* DIRECTIONS:
Check each line of the data for the string "common". Report how many have it, and give nothing else.

* INPUT FOR THIS TASK:
━━━━━━━━━━━━━━━━━━━━━━━━━━━━━━
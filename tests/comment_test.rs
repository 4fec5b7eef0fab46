mod common;

use common::{approve_warning, create_test_user, create_test_warning, make_admin, make_moderator, spawn_app};

#[tokio::test]
async fn comment_on_approved_warning() {
    let app = spawn_app().await;
    let (_uid, token) = create_test_user(&app, "commenter").await;
    let (admin_id, admin_token) = create_test_user(&app, "c_admin").await;
    make_admin(&app.db, admin_id).await;

    let warning_id = create_test_warning(&app, &token, "Commented Person", None).await;
    approve_warning(&app, &admin_token, warning_id).await;

    let resp = app
        .client
        .post(app.url("/comments"))
        .bearer_auth(&token)
        .json(&serde_json::json!({
            "warning_id": warning_id,
            "content": "Same scammer took my money too",
            "is_verified_victim": true
        }))
        .send()
        .await
        .unwrap();
    assert_eq!(resp.status(), 200);

    let body: serde_json::Value = resp.json().await.unwrap();
    assert_eq!(body["data"]["warning_id"].as_i64().unwrap() as i32, warning_id);
    assert_eq!(body["data"]["is_verified_victim"], true);

    let resp = app
        .client
        .get(app.url(&format!("/warnings/{}/comments", warning_id)))
        .send()
        .await
        .unwrap();
    assert_eq!(resp.status(), 200);
    let body: serde_json::Value = resp.json().await.unwrap();
    assert_eq!(body["data"]["items"].as_array().unwrap().len(), 1);
}

#[tokio::test]
async fn comment_on_pending_warning_is_not_found() {
    let app = spawn_app().await;
    let (_uid, token) = create_test_user(&app, "early_commenter").await;

    let warning_id = create_test_warning(&app, &token, "Still Pending", None).await;

    let resp = app
        .client
        .post(app.url("/comments"))
        .bearer_auth(&token)
        .json(&serde_json::json!({
            "warning_id": warning_id,
            "content": "first!"
        }))
        .send()
        .await
        .unwrap();
    assert_eq!(resp.status(), 404);
}

#[tokio::test]
async fn only_author_or_moderator_may_edit() {
    let app = spawn_app().await;
    let (_uid, author_token) = create_test_user(&app, "author").await;
    let (_uid2, stranger_token) = create_test_user(&app, "stranger").await;
    let (mod_id, mod_token) = create_test_user(&app, "c_mod").await;
    make_moderator(&app.db, mod_id).await;
    let (admin_id, admin_token) = create_test_user(&app, "c_admin2").await;
    make_admin(&app.db, admin_id).await;

    let warning_id = create_test_warning(&app, &author_token, "Edit Target", None).await;
    approve_warning(&app, &admin_token, warning_id).await;

    let resp = app
        .client
        .post(app.url("/comments"))
        .bearer_auth(&author_token)
        .json(&serde_json::json!({ "warning_id": warning_id, "content": "original" }))
        .send()
        .await
        .unwrap();
    let body: serde_json::Value = resp.json().await.unwrap();
    let comment_id = body["data"]["id"].as_i64().unwrap();

    // Stranger: forbidden.
    let resp = app
        .client
        .put(app.url(&format!("/comments/{}", comment_id)))
        .bearer_auth(&stranger_token)
        .json(&serde_json::json!({ "content": "hijacked" }))
        .send()
        .await
        .unwrap();
    assert_eq!(resp.status(), 403);

    // Author: fine.
    let resp = app
        .client
        .put(app.url(&format!("/comments/{}", comment_id)))
        .bearer_auth(&author_token)
        .json(&serde_json::json!({ "content": "edited by author" }))
        .send()
        .await
        .unwrap();
    assert_eq!(resp.status(), 200);

    // Moderator: may delete.
    let resp = app
        .client
        .delete(app.url(&format!("/comments/{}", comment_id)))
        .bearer_auth(&mod_token)
        .send()
        .await
        .unwrap();
    assert_eq!(resp.status(), 200);

    let resp = app
        .client
        .delete(app.url(&format!("/comments/{}", comment_id)))
        .bearer_auth(&mod_token)
        .send()
        .await
        .unwrap();
    assert_eq!(resp.status(), 404);
}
━━━━━━━━━━━━━━━━━━━━━━━━━━━━━━
* OUTPUT FOR THIS EXERCISE:
2